In occasione della Giornata Internazionale della Donna, il Museo Archeologico di Eboli e della Media Valle del Sele propone una serata con appuntamenti diversi per presentare una figura femminile raccontata nello svolgersi del tempo.
L’incontro inizia con “Ritornerà l’Amore”, spettacolo di musica, canto e recitazione di Maria Esposito e Gianfranco Marra (Trio Luna Nova), con un messaggio di fiducia nella positività delle donne.
Seguirà Una Donna del Passato?, a cura di Giovanna Scarano- direttore del Museo, una breve rassegna dei manufatti legati al mondo femminile dalle attestazioni archeologiche della Valle del Sele”, con particolare riferimento alla sfera religiosa, alla dea madre al centro di ogni forma di vita. Alle opere del museo saranno accostati i dipinti dei pittori Bruno Bambacaro, Tommaso Guarino e Giovanni Schipani e le opere in ceramica -realizzate dall’architetto Italo Cerullo di Arte Ceramica Paestum- dedicate alla dea Hera e alla Madonna del Granato.
Al termine della serata, nella degustazione guidata “Il Gusto antico della tradizione: infusi, tisane e dolci”, l’azienda agricola Casa di Angiù e i giovani allievi dell’I.I.S. E.Ferrari di Battipaglia, presenteranno un assaggio di infusi e tisane realizzati con erbe già note nell’antichità, e di dolci, alcuni offerti anche dal Panificio Valitutto di Eboli. Infine, per la serata, gli studenti dell’Istituto Perito-Levi di Eboli hanno realizzato riproduzioni in terracotta simbolo della sapienza.
Per i saluti interverranno il sindaco di Eboli, Massimo Cariello e l’assessore Matilde Saja.
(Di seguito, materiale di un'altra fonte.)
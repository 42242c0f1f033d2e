//! Request resolvers
//!
//! Pure validation of incoming `/authorize` and `/token` requests against the
//! client registration: grant-type authorization, scope subsetting/defaulting
//! and redirect-URI matching. No side effects; every failure is a typed
//! [`OAuth2Error`].

use aegis_protocol::{AuthorizationRequest, Client, OAuth2Error, OAuth2Result, TokenRequest};

/// Validates the initial `/authorize` step.
#[derive(Debug, Clone, Copy, Default)]
pub struct AuthorizationRequestResolver;

impl AuthorizationRequestResolver {
    /// Validate `request` against `client` and normalize its scopes.
    ///
    /// - the client must be authorized for `authorization_code`;
    /// - an empty scope set defaults to the client's registered scopes, and
    ///   failing that is `invalid_scope`;
    /// - requested scopes must be a subset of the registered scopes;
    /// - a supplied redirect URI must exactly match a registered one
    ///   (absence is not an error at this stage).
    ///
    /// # Errors
    ///
    /// `unauthorized_client`, `invalid_scope` or `invalid_request` as above.
    pub fn resolve(
        &self,
        mut request: AuthorizationRequest,
        client: &Client,
    ) -> OAuth2Result<AuthorizationRequest> {
        if !client.is_authorized_grant("authorization_code") {
            return Err(OAuth2Error::unauthorized_client(
                "Client is not authorized for the authorization_code grant",
            ));
        }

        request.scopes = resolve_scopes(&request.scopes, client)?;

        if let Some(redirect_uri) = &request.redirect_uri {
            if !client.has_redirect_uri(redirect_uri) {
                return Err(OAuth2Error::invalid_request(
                    "The redirect_uri MUST match the registered callback URL for this application",
                ));
            }
        }

        Ok(request)
    }
}

/// Validates and normalizes a `/token` request's scopes and grant parameters.
#[derive(Debug, Clone, Copy, Default)]
pub struct TokenRequestResolver;

impl TokenRequestResolver {
    /// Validate `request` against `client` and normalize its scopes.
    ///
    /// # Errors
    ///
    /// `unauthorized_client` when the grant type is not registered for the
    /// client; `invalid_scope` when requested scopes exceed the registration
    /// or no scope can be resolved at all.
    pub fn resolve(&self, mut request: TokenRequest, client: &Client) -> OAuth2Result<TokenRequest> {
        if !client.is_authorized_grant(&request.grant_type) {
            return Err(OAuth2Error::unauthorized_client(format!(
                "Client is not authorized for the {} grant",
                request.grant_type
            )));
        }

        request.scopes = resolve_scopes(&request.scopes, client)?;
        Ok(request)
    }
}

fn resolve_scopes(
    requested: &std::collections::HashSet<String>,
    client: &Client,
) -> OAuth2Result<std::collections::HashSet<String>> {
    if requested.is_empty() {
        if client.scopes.is_empty() {
            return Err(OAuth2Error::invalid_scope("Empty scope (either the client or the user is not allowed the requested scopes)"));
        }
        return Ok(client.scopes.clone());
    }
    if !requested.is_subset(&client.scopes) {
        return Err(OAuth2Error::invalid_scope(format!(
            "Invalid scope(s): {}",
            requested
                .difference(&client.scopes)
                .cloned()
                .collect::<Vec<_>>()
                .join(" ")
        )));
    }
    Ok(requested.clone())
}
Museo archeologico di Calatia, Maddaloni
Le donne Calatine. Ricchezza e fascino, casa e famiglia
Martedì 8 marzo il museo propone visite di approfondimento dedicate al mondo femminile attraverso i reperti della necropoli di Calatia, piccolo centro ai margini settentrionali della piana campana, attivo dalla fine dell’VIII sec.a.C. Si racconterà la vita delle donne divise tra doveri familiari e femminilità, monili gioielli e rituali funerari rivelano il ruolo rivestito nella società antica.
LA CHIUSEURA SETTIMANEA È SPOSTATA a GIOVEDI 10 MARZO

Museo Archeologico dell’Agro atellano, Succivo
dalle ore 11 alle 13 e dalle ore 16 alle ore 18
La donna “Atellana”
In occasione della Festa della Donna, il museo propone in collaborazione con l’Archeoclub di Atella “Arturo Fratta”, visite di approfondimento per scoprire la storia e i costumi delle antiche donne di Atella, attraverso gli oggetti e il rilevante corredo ceramico delle collezioni museali.

Aperti anche: Castel Sant’Elmo (gli spalti) – Certosa di San Giacomo,Capri – Museo Archeologico dei Campi Flegrei,Bacoli- Museo storico archeologico,Nola – Museo archeologico di Alife – Museo archeologico di Sarno – Museo di San Francesco a Folloni, Montella – Museo archeologico di Montesarchio.